Epigastric pain is the most common complaint. Anorexia, nausea, vomiting, weight loss, or diarrhea are other symptoms. Bleeding is not uncommon because of superficial erosions. Some patients develop a gastric ulcer. Carcinoma may develop rarely. Loss of protein through the mucosa often causes hypoalbuminemia, and sometimes peripheral edema. Widening of tight junctions between surface epithelial cells revealed by electron microscopy may explain the protein loss. The gastric juice contains little or no hydrochloric acid but often excessive mucus. X-ray shows very large folds and sometimes hypomotility. The diagnosis can usually be made from clinical, radiologic, and laboratory data supplemented by gastroscopy (preferably using one of the newer, larger biopsy forceps to get the deeper biopsy needed for diagnosis), and brash cytology to rule out cancer. Occasionally, laparotomy with full-thickness biopsy of the stomach is necessary to establish the diagnosis and to exclude malignancy.
There is no specific treatment, but frequent small meals may give some symptomatic relief. Those with gastric ulcers should receive antacids or H-2 receptor antagonists.

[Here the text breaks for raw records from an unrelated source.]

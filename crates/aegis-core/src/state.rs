//! States, resolutions, and the pure resolver contract.

use crate::action::ActionList;
use crate::event::StateMachineEvent;

/// An immutable, value-equatable description of a subsystem's condition.
///
/// States compose into trees: a composite state owns its sub-states as plain
/// fields and total state is the recursive composition. Every transition
/// replaces the whole value; nothing is mutated in place.
pub trait State: Clone + PartialEq + std::fmt::Debug + Send + Sync + 'static {}

/// The outcome of applying one event to one state: the (possibly unchanged)
/// new state plus the side effects the transition requires.
pub struct StateResolution<S, E, Env>
where
    S: State,
    E: StateMachineEvent,
    Env: Send + Sync + 'static,
{
    /// The state after the event. May equal the old state.
    pub new_state: S,
    /// Actions to hand to the effect executor. Dispatched even when the
    /// state value did not change (a no-op resolution may still retry).
    pub actions: ActionList<E, Env>,
}

impl<S, E, Env> StateResolution<S, E, Env>
where
    S: State,
    E: StateMachineEvent,
    Env: Send + Sync + 'static,
{
    /// A resolution that transitions (or stays) with no side effects.
    pub fn from(state: S) -> Self {
        Self {
            new_state: state,
            actions: Vec::new(),
        }
    }

    /// A resolution carrying side effects.
    pub fn with_actions(state: S, actions: ActionList<E, Env>) -> Self {
        Self {
            new_state: state,
            actions,
        }
    }
}

impl<S, E, Env> std::fmt::Debug for StateResolution<S, E, Env>
where
    S: State,
    E: StateMachineEvent,
    Env: Send + Sync + 'static,
{
    fn fmt(&self, f: &mut std::fmt::Formatter<'_>) -> std::fmt::Result {
        f.debug_struct("StateResolution")
            .field("new_state", &self.new_state)
            .field(
                "actions",
                &self.actions.iter().map(|a| a.id()).collect::<Vec<_>>(),
            )
            .finish()
    }
}

/// A pure transition function `(old state, event) -> (new state, actions)`.
///
/// Resolvers perform no I/O and never mutate their input. An event a
/// resolver does not recognize resolves to the old state with no actions
/// (identity), never to an error.
///
/// Composite resolvers follow a two-phase pattern: first delegate the event
/// to every child resolver and collect the children's results, then derive
/// the parent-level outcome from the *new* child states. Parent decisions
/// based on stale child state are a bug.
pub trait Resolver: Send + Sync + 'static {
    /// The state this resolver transitions.
    type State: State;
    /// The event type the owning machine processes.
    type Event: StateMachineEvent;
    /// The environment actions produced by this resolver execute against.
    type Environment: Send + Sync + 'static;

    /// Apply `event` to `old_state`.
    fn resolve(
        &self,
        old_state: &Self::State,
        event: &Self::Event,
    ) -> StateResolution<Self::State, Self::Event, Self::Environment>;
}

A high-protein diet should be given to patients with hypoalbuminemia, but diuretics or intravenous albumin may be necessary for those with severe edema. Treatment with anticholinergic drugs or cimetidine reduces protein loss in some patients. Partial gastrectomy may be helpful for intractable symptoms if the disease is sufficiently well localized. Rarely, total gastrectomy may be necessary. The latter should be deferred as long as possible because spontaneous improvement or complete reversal of chronic disease has been documented.
Hypersecretory gastropathy Patients with this rare syndrome differ from those with classical Menetrier's disease because the thickened mucosa secretes gastric acid normally or excessively but not at the high rate seen in gastrinoma; furthermore, blood gastrin levels are normal. The mucosa is histologically indistinguishable from that seen in Zollinger's syndrome with an excess of parietal and chief cells. Many of these patients may represent the upper end of the spectrum of increased fundal gland mass seen in patients with duodenal ulcer. Some have a protein-losing gastropathy. Ulcer symptoms may improve after antacids or H-2 receptor inhibitors, but some patients may require surgery. Protein loss, when present, may be difficult to control unless the disease remits spontaneously.
Gastrinoma (Zollinger-Ellison syndrome) This is a fundal gland hyperplasia caused by excessive gastrin secretion by a gastrinoma, usually located in the pancreas.